Work instructions: Without changing anything, reproduce every record below.

Data records:
impl TestParams {
    /// Builds the document a client sends for `config`.
    pub fn from_config(config: &Config) -> Self {
        let settings = config.settings();
        let (num, blockcount, time) = match settings.end {
            EndCondition::Duration(d) => (0, 0, d.as_secs()),
            EndCondition::Bytes(n) => (n, 0, 0),
            EndCondition::Blocks(n) => (0, n, 0),
        };
        Self {
            tcp: config.protocol == Protocol::Tcp,
            udp: config.protocol == Protocol::Udp,
            sctp: config.protocol == Protocol::Sctp,
            vsock: config.protocol == Protocol::Vsock,
            quic: config.protocol == Protocol::Quic,
            omit: settings.omit.as_secs(),
            time,
            num,
            blockcount,
            mss: settings.mss,
            nodelay: settings.no_delay,
            parallel: config.parallel,
            reverse: config.mode.is_reverse(),
            bidirectional: config.mode.is_bidirectional(),
            window: settings.socket_bufsize,
            len: settings.block_size,
            bandwidth: settings.rate,
            fqrate: settings.fq_rate,
            pacing_timer: settings.pacing_timer.as_micros() as u64,
            burst: settings.burst,
            tos: settings.tos,
            flowlabel: settings.flowlabel,
            title: config.title.clone(),
            extra_data: config.extra_data.clone(),
            congestion: settings.congestion.clone(),
            get_server_output: config.get_server_output,
            udp_counters_64bit: settings.udp_counters_64bit,
            repeating_payload: settings.repeating_payload,
            dont_fragment: settings.dont_fragment,
            authtoken: config.authtoken.clone(),
            client_version: Some(format!("rsperf {}", crate::VERSION)),
        }
    }

    pub fn protocol(&self) -> Result<Protocol> {
        let selected: Vec<Protocol> = [
            (self.tcp, Protocol::Tcp),
            (self.udp, Protocol::Udp),
            (self.sctp, Protocol::Sctp),
            (self.vsock, Protocol::Vsock),
            (self.quic, Protocol::Quic),
        ]
        .iter()
        .filter(|(on, _)| *on)
        .map(|(_, p)| *p)
        .collect();
        match selected.as_slice() {
            [p] => Ok(*p),
            [] => Err(Error::Protocol("parameters name no protocol".to_string())),
            _ => Err(Error::Protocol("parameters name more than one protocol".to_string())),
        }
    }

    /// Applies the document on top of the server's own settings.
    ///
    /// Server-side policy (bitrate limit, receive timeout) stays as in
    /// `base`; everything the client controls is taken from the document.
    pub fn negotiate(&self, base: &Settings) -> Result<Negotiated> {
        let protocol = self.protocol()?;
        let end = match (self.num, self.blockcount) {
            (0, 0) => EndCondition::Duration(Duration::from_secs(self.time)),
            (n, 0) => EndCondition::Bytes(n),
            (0, n) => EndCondition::Blocks(n),
            _ => {
                return Err(Error::Config(
                    crate::error::describe_code(codes::END_CONDITIONS).to_string(),
                ))
            }
        };
        if self.parallel == 0 || self.parallel > crate::config::MAX_STREAMS {
            return Err(Error::Config(format!(
                "invalid number of parallel streams: {}",
                self.parallel
            )));
        }

        let block_size = if self.len == 0 {
            protocol.default_block_size()
        } else {
            self.len
        };
        let pacing_timer = if self.pacing_timer == 0 {
            base.pacing_timer
        } else {
            Duration::from_micros(self.pacing_timer)
        };

        let settings = Settings {
            block_size,
            rate: self.bandwidth,
            burst: self.burst,
            pacing_timer,
            fq_rate: self.fqrate,
            socket_bufsize: self.window,
            mss: self.mss,
            tos: self.tos,
            flowlabel: self.flowlabel,
            end,
            omit: Duration::from_secs(self.omit),
            no_delay: self.nodelay,
            congestion: self.congestion.clone(),
            udp_counters_64bit: self.udp_counters_64bit,
            repeating_payload: self.repeating_payload,
            dont_fragment: self.dont_fragment,
            ..base.clone()
        };
        crate::config::validate_settings(protocol, &settings)?;

        Ok(Negotiated {
            protocol,
            mode: TestMode::from_flags(self.reverse, self.bidirectional),
            parallel: self.parallel,
            settings,
            get_server_output: self.get_server_output,
            title: self.title.clone(),
            extra_data: self.extra_data.clone(),
            authtoken: self.authtoken.clone(),
        })
    }
}

/// Per-stream record in the result exchange.
#[derive(Debug, Clone, Default, PartialEq, Serialize, Deserialize)]
pub struct StreamRecord {
    pub id: u32,
    pub bytes: u64,
    /// -1 when the sender could not read retransmits
    pub retransmits: i64,
    pub jitter: f64,
    pub errors: i64,
    #[serde(default)]
    pub omitted_errors: i64,
    pub packets: u64,
    #[serde(default)]
    pub omitted_packets: u64,
    pub start_time: f64,
    pub end_time: f64,
}

/// Result document exchanged after `EXCHANGE_RESULTS`.
#[derive(Debug, Clone, Default, PartialEq, Serialize, Deserialize)]
pub struct TestResults {
    pub cpu_util_total: f64,
    pub cpu_util_user: f64,
    pub cpu_util_system: f64,
    pub sender_has_retransmits: i32,
    #[serde(default, skip_serializing_if = "Option::is_none")]
    pub congestion_used: Option<String>,
    pub streams: Vec<StreamRecord>,
    #[serde(default, skip_serializing_if = "Option::is_none")]
    pub server_output_json: Option<serde_json::Value>,
}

Answer box:
impl TestParams {
    /// Builds the document a client sends for `config`.
    pub fn from_config(config: &Config) -> Self {
        let settings = config.settings();
        let (num, blockcount, time) = match settings.end {
            EndCondition::Duration(d) => (0, 0, d.as_secs()),
            EndCondition::Bytes(n) => (n, 0, 0),
            EndCondition::Blocks(n) => (0, n, 0),
        };
        Self {
            tcp: config.protocol == Protocol::Tcp,
            udp: config.protocol == Protocol::Udp,
            sctp: config.protocol == Protocol::Sctp,
            vsock: config.protocol == Protocol::Vsock,
            quic: config.protocol == Protocol::Quic,
            omit: settings.omit.as_secs(),
            time,
            num,
            blockcount,
            mss: settings.mss,
            nodelay: settings.no_delay,
            parallel: config.parallel,
            reverse: config.mode.is_reverse(),
            bidirectional: config.mode.is_bidirectional(),
            window: settings.socket_bufsize,
            len: settings.block_size,
            bandwidth: settings.rate,
            fqrate: settings.fq_rate,
            pacing_timer: settings.pacing_timer.as_micros() as u64,
            burst: settings.burst,
            tos: settings.tos,
            flowlabel: settings.flowlabel,
            title: config.title.clone(),
            extra_data: config.extra_data.clone(),
            congestion: settings.congestion.clone(),
            get_server_output: config.get_server_output,
            udp_counters_64bit: settings.udp_counters_64bit,
            repeating_payload: settings.repeating_payload,
            dont_fragment: settings.dont_fragment,
            authtoken: config.authtoken.clone(),
            client_version: Some(format!("rsperf {}", crate::VERSION)),
        }
    }

    pub fn protocol(&self) -> Result<Protocol> {
        let selected: Vec<Protocol> = [
            (self.tcp, Protocol::Tcp),
            (self.udp, Protocol::Udp),
            (self.sctp, Protocol::Sctp),
            (self.vsock, Protocol::Vsock),
            (self.quic, Protocol::Quic),
        ]
        .iter()
        .filter(|(on, _)| *on)
        .map(|(_, p)| *p)
        .collect();
        match selected.as_slice() {
            [p] => Ok(*p),
            [] => Err(Error::Protocol("parameters name no protocol".to_string())),
            _ => Err(Error::Protocol("parameters name more than one protocol".to_string())),
        }
    }

    /// Applies the document on top of the server's own settings.
    ///
    /// Server-side policy (bitrate limit, receive timeout) stays as in
    /// `base`; everything the client controls is taken from the document.
    pub fn negotiate(&self, base: &Settings) -> Result<Negotiated> {
        let protocol = self.protocol()?;
        let end = match (self.num, self.blockcount) {
            (0, 0) => EndCondition::Duration(Duration::from_secs(self.time)),
            (n, 0) => EndCondition::Bytes(n),
            (0, n) => EndCondition::Blocks(n),
            _ => {
                return Err(Error::Config(
                    crate::error::describe_code(codes::END_CONDITIONS).to_string(),
                ))
            }
        };
        if self.parallel == 0 || self.parallel > crate::config::MAX_STREAMS {
            return Err(Error::Config(format!(
                "invalid number of parallel streams: {}",
                self.parallel
            )));
        }

        let block_size = if self.len == 0 {
            protocol.default_block_size()
        } else {
            self.len
        };
        let pacing_timer = if self.pacing_timer == 0 {
            base.pacing_timer
        } else {
            Duration::from_micros(self.pacing_timer)
        };

        let settings = Settings {
            block_size,
            rate: self.bandwidth,
            burst: self.burst,
            pacing_timer,
            fq_rate: self.fqrate,
            socket_bufsize: self.window,
            mss: self.mss,
            tos: self.tos,
            flowlabel: self.flowlabel,
            end,
            omit: Duration::from_secs(self.omit),
            no_delay: self.nodelay,
            congestion: self.congestion.clone(),
            udp_counters_64bit: self.udp_counters_64bit,
            repeating_payload: self.repeating_payload,
            dont_fragment: self.dont_fragment,
            ..base.clone()
        };
        crate::config::validate_settings(protocol, &settings)?;

        Ok(Negotiated {
            protocol,
            mode: TestMode::from_flags(self.reverse, self.bidirectional),
            parallel: self.parallel,
            settings,
            get_server_output: self.get_server_output,
            title: self.title.clone(),
            extra_data: self.extra_data.clone(),
            authtoken: self.authtoken.clone(),
        })
    }
}

/// Per-stream record in the result exchange.
#[derive(Debug, Clone, Default, PartialEq, Serialize, Deserialize)]
pub struct StreamRecord {
    pub id: u32,
    pub bytes: u64,
    /// -1 when the sender could not read retransmits
    pub retransmits: i64,
    pub jitter: f64,
    pub errors: i64,
    #[serde(default)]
    pub omitted_errors: i64,
    pub packets: u64,
    #[serde(default)]
    pub omitted_packets: u64,
    pub start_time: f64,
    pub end_time: f64,
}

/// Result document exchanged after `EXCHANGE_RESULTS`.
#[derive(Debug, Clone, Default, PartialEq, Serialize, Deserialize)]
pub struct TestResults {
    pub cpu_util_total: f64,
    pub cpu_util_user: f64,
    pub cpu_util_system: f64,
    pub sender_has_retransmits: i32,
    #[serde(default, skip_serializing_if = "Option::is_none")]
    pub congestion_used: Option<String>,
    pub streams: Vec<StreamRecord>,
    #[serde(default, skip_serializing_if = "Option::is_none")]
    pub server_output_json: Option<serde_json::Value>,
}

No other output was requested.